§ REQUIRED ACTION: Find the lines below that contain the string "Failed". Copy each one.

§ Collected data:
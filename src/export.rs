//! File export for results, history and illustrations
//!
//! Each export writes one file into the configured output directory and
//! returns the path that was written.

use crate::error::{EducadorError, Result};
use crate::generation::GeneratedImage;
use crate::history::{render_export, HistoryEntry};
use anyhow::Context;
use chrono::{DateTime, Local, Utc};
use std::path::{Path, PathBuf};
use tracing::info;

/// File name used for every saved illustration
pub const IMAGE_FILE_NAME: &str = "ilustracao-educador-ia.png";

/// File name for a saved result: `educador-ia-<slug>-<millis>.txt`
///
/// The slug is the lowercased title with each whitespace run replaced by `-`.
/// Characters that are not allowed in file names (`/ \ : * ? " < > |` and
/// control characters) count as whitespace.
///
/// # Examples
///
/// ```
/// use chrono::{TimeZone, Utc};
/// use educador_ia::export::result_file_name;
///
/// let at = Utc.timestamp_millis_opt(1_700_000_000_123).unwrap();
/// assert_eq!(
///     result_file_name("Planos de  Aula", at),
///     "educador-ia-planos-de-aula-1700000000123.txt"
/// );
/// ```
pub fn result_file_name(template_title: &str, at: DateTime<Utc>) -> String {
    format!(
        "educador-ia-{}-{}.txt",
        slugify(template_title),
        at.timestamp_millis()
    )
}

/// File name for a history export: `historico-educador-ia-<YYYY-MM-DD>.txt`
pub fn history_file_name(date: chrono::NaiveDate) -> String {
    format!("historico-educador-ia-{}.txt", date.format("%Y-%m-%d"))
}

fn slugify(title: &str) -> String {
    title
        .to_lowercase()
        .split(|c: char| c.is_whitespace() || c.is_control() || RESERVED.contains(&c))
        .filter(|part| !part.is_empty())
        .collect::<Vec<_>>()
        .join("-")
}

const RESERVED: [char; 9] = ['/', '\\', ':', '*', '?', '"', '<', '>', '|'];

/// Save the current result text
///
/// # Errors
///
/// Returns `EducadorError::Export` if the file cannot be written
pub fn write_result_text(dir: &Path, template_title: &str, result: &str) -> Result<PathBuf> {
    let path = write_file(dir, &result_file_name(template_title, Utc::now()), result.as_bytes())?;
    info!("Saved result to {}", path.display());
    Ok(path)
}

/// Save a history export of `entries` (the full log or a search subset)
///
/// # Errors
///
/// Returns `EducadorError::Export` if the file cannot be written
pub fn write_history(dir: &Path, entries: &[HistoryEntry]) -> Result<PathBuf> {
    let path = write_file(
        dir,
        &history_file_name(Local::now().date_naive()),
        render_export(entries).as_bytes(),
    )?;
    info!(
        "Exported {} history entries to {}",
        entries.len(),
        path.display()
    );
    Ok(path)
}

/// Save an illustration as PNG
///
/// # Errors
///
/// Returns error if the image payload cannot be decoded or the file cannot
/// be written
pub fn write_image_png(dir: &Path, image: &GeneratedImage) -> Result<PathBuf> {
    let png = image.to_png()?;
    let path = write_file(dir, IMAGE_FILE_NAME, &png)?;
    info!("Saved illustration to {}", path.display());
    Ok(path)
}

/// Write `name` directly inside `dir`, creating `dir` if needed
fn write_file(dir: &Path, name: &str, contents: &[u8]) -> Result<PathBuf> {
    if !dir.as_os_str().is_empty() {
        std::fs::create_dir_all(dir)
            .with_context(|| format!("Failed to create {}", dir.display()))
            .map_err(|e| EducadorError::Export(format!("{:#}", e)))?;
    }

    let path = dir.join(name);
    std::fs::write(&path, contents)
        .with_context(|| format!("Failed to write {}", path.display()))
        .map_err(|e| EducadorError::Export(format!("{:#}", e)))?;
    Ok(path)
}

§ OUTPUT OF THE EXERCISE:
            .with_context(|| format!("Failed to create {}", dir.display()))
        .with_context(|| format!("Failed to write {}", path.display()))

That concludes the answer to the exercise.